Here’s an edited version of what I wrote about the main issues that have come up in my coaching work:
- Taking control. Graduate students often don’t feel in control of their lives. Part of my work as a coach is to help clients take and feel they are in charge by making changes to habits, mindset, and embracing who they really are. This isn’t something that comes from me, but follows from the client taking steps in the right direction.
- Building good habits. Doing a thesis or dissertation is very difficult, but not for the reasons we tend to think. The biggest challenge is often the deceptively simple matter of establishing good basic habits. Getting a dissertation done isn’t intellectually insurmountable, but it takes commitment to ongoing work, at least some of which is tedious. Procrastination must be seen for what it is — aversive behaviour, usually — and tackled in appropriate ways.

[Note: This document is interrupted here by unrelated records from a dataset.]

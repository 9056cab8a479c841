//! Builtin plugins.
//!
//! | Name                   | Mount points                        |
//! |------------------------|-------------------------------------|
//! | `shibauth`             | `filter_identity_postdata`          |
//! | `logger`               | `enter`, `filter_result`, `log`, `exit` |
//! | `protected_corpora_db` | `filter_protected_corpora`          |
//!
//! `plugins.enabled` selects plugins by name, in registration order.
//! Names without a builtin follow `plugins.handle_not_found`.

pub mod logger;
pub mod protected_corpora;
pub mod shibauth;

pub use logger::{LoggerConfig, LoggerPlugin};
pub use protected_corpora::{ProtectedCorporaConfig, ProtectedCorporaPlugin};
pub use shibauth::ShibAuthPlugin;

use crate::config::AuthConfig;
use corpauth_hook::{HandleNotFound, HookError, Pipeline, Plugin};

/// Names of all builtin plugins.
pub const BUILTIN_PLUGINS: [&str; 3] = [shibauth::NAME, logger::NAME, protected_corpora::NAME];

/// Instantiates builtin plugin `name` with its options from `config`.
///
/// Returns `Ok(None)` if there is no builtin with this name.
///
/// # Errors
///
/// Option resolution or plugin construction errors.
pub fn builtin_plugin(name: &str, config: &AuthConfig) -> Result<Option<Box<dyn Plugin>>, HookError> {
    let options = config.plugins.options_for(name);
    let policy = config.plugins.handle_not_found;
    let plugin: Box<dyn Plugin> = match name {
        shibauth::NAME => Box::new(ShibAuthPlugin::from_options(options, policy)?),
        logger::NAME => Box::new(LoggerPlugin::from_options(options, policy)?),
        protected_corpora::NAME => Box::new(ProtectedCorporaPlugin::from_options(
            &config.database,
            options,
            policy,
        )?),
        _ => return Ok(None),
    };
    Ok(Some(plugin))
}

/// Builds the pipeline of the plugins enabled in `config`.
///
/// # Errors
///
/// - [`HookError::UnknownPlugin`] for a name without a builtin under
///   policy `error`
/// - [`HookError::DuplicatePlugin`] for a name enabled twice
/// - any error from [`builtin_plugin`]
pub fn build_pipeline(config: &AuthConfig) -> Result<Pipeline, HookError> {
    let mut pipeline = Pipeline::new();
    for name in &config.plugins.enabled {
        match builtin_plugin(name, config)? {
            Some(plugin) => {
                pipeline.register(plugin)?;
            }
            None => match config.plugins.handle_not_found {
                HandleNotFound::Error => return Err(HookError::UnknownPlugin(name.clone())),
                HandleNotFound::Warn => {
                    tracing::warn!(plugin = %name, "plugin not found, skipping");
                }
                HandleNotFound::Ignore => {}
            },
        }
    }

    for name in config.plugins.options.keys() {
        if !config.plugins.enabled.contains(name) {
            tracing::debug!(plugin = %name, "options given for a plugin that is not enabled");
        }
    }

    tracing::info!(plugins = ?pipeline.plugin_names(), "plugin pipeline built");
    Ok(pipeline)
}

- Goal setting. This is crucial, and often graduate students get overwhelmed by the work ahead of them. The key is to break tasks down into smaller and smaller bits until those bits take very little time and energy to complete. Coaching can help clients come up with those bits, and commit to doing them.
- Gremlins! Inner critics abound, and get in the way. “I’m not good at…,” “I could never…,” “I’m a procrastinator,” imposter syndrome. Noting when an inner critic is in the way and coming up with strategies for silencing it when needed is very important. Inner critics bedevil anyone taking risks and doing new things. The competitiveness and criticism that is a normal part of academic life feeds into negative self-talk and personal fears. Coaching can help clients notice when their gremlins are causing harm, and realize what they are saying isn’t true.
- Uncertainty about the future. This crops up more for my PhD-in-hand clients and ABDs on the job market. Not knowing where one will be living or what one will be doing causes stress and anxiety. Spending time during and in-between calls on what is certain can help. A client’s own values, strengths, and lifestyle priorities and goals frame a coaching relationship. My agenda as a coach is to help clients embrace who they are, and get them living in accordance with their values, strengths, and desires. When we feel more rooted, we feel better able to take the risks we need to.
- Being vs. doing. So much of our language, both inside and outside academia, equates what we do with who we are. “I’m a graduate student” or “I’m an unemployed PhD” or “I’m a failed academic.” When one’s identity is wrapped up in one’s job, the criticism and career uncertainty that comes with doing a PhD is more than professionally challenging — it’s personally damaging. One outcome of the coaching process is identity re-crafting. My clients may be doing PhDs but that’s not who they are. Who they are at a deeper level transcends what they do, and endures despite the ups and downs of life.
What do you think? What’s your experience working with graduate students, or doing a graduate degree yourself?